> _EXERCISE PROMPT_
Among the lines of the records, please find those that contain the word "signin" and copy them.

____

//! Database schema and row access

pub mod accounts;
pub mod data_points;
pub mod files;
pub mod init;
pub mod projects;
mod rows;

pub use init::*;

____

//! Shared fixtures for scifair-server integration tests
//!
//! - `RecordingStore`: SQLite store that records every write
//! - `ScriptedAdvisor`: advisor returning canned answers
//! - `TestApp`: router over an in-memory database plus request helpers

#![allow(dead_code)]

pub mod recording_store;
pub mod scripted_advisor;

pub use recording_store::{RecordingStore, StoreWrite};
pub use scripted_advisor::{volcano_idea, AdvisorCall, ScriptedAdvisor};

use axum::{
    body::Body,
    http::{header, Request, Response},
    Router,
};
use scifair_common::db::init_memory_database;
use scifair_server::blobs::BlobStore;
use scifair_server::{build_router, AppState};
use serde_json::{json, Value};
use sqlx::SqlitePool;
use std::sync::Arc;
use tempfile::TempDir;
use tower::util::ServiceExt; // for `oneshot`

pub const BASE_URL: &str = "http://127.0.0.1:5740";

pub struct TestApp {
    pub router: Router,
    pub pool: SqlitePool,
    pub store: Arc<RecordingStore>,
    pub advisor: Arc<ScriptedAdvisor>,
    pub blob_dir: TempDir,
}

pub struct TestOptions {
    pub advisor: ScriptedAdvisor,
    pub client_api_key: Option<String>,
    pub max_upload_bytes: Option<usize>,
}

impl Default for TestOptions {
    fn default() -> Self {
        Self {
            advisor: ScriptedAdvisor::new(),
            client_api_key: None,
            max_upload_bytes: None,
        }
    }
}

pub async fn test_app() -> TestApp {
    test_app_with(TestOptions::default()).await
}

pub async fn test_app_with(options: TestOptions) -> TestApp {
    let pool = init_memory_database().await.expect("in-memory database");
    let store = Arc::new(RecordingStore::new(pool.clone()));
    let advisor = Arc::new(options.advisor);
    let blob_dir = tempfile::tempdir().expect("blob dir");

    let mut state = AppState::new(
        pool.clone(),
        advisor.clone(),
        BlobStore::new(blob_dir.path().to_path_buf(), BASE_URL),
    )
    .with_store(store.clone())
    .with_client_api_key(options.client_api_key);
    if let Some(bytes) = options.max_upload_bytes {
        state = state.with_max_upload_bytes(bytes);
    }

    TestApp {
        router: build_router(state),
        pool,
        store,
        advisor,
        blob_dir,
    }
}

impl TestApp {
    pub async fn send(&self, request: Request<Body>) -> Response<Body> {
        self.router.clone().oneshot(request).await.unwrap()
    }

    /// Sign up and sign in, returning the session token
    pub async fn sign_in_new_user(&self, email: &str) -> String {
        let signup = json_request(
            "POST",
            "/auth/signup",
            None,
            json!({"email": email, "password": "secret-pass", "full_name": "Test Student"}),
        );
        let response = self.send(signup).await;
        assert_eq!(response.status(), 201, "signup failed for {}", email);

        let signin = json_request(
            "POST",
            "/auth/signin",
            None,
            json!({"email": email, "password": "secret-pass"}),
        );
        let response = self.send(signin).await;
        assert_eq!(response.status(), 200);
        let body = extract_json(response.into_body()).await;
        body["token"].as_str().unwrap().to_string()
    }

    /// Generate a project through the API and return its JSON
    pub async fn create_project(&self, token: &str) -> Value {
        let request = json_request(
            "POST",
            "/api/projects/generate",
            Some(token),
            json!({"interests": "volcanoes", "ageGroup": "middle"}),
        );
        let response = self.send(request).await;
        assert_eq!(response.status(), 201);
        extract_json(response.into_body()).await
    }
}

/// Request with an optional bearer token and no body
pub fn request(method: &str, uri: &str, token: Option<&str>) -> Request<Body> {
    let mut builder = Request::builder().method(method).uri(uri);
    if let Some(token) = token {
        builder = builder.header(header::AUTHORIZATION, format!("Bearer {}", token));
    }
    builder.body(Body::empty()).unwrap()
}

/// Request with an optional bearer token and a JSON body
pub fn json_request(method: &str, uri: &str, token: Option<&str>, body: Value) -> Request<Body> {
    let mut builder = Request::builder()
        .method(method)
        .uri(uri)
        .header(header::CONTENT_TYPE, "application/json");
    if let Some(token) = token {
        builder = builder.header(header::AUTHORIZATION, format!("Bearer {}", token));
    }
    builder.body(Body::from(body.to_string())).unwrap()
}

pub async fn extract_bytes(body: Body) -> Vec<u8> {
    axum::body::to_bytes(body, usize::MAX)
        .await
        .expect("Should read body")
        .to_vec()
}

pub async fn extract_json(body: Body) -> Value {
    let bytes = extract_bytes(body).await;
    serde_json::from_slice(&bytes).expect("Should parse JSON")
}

____

> _THE ANSWER_
        let signin = json_request(
            "/auth/signin",
        let response = self.send(signin).await;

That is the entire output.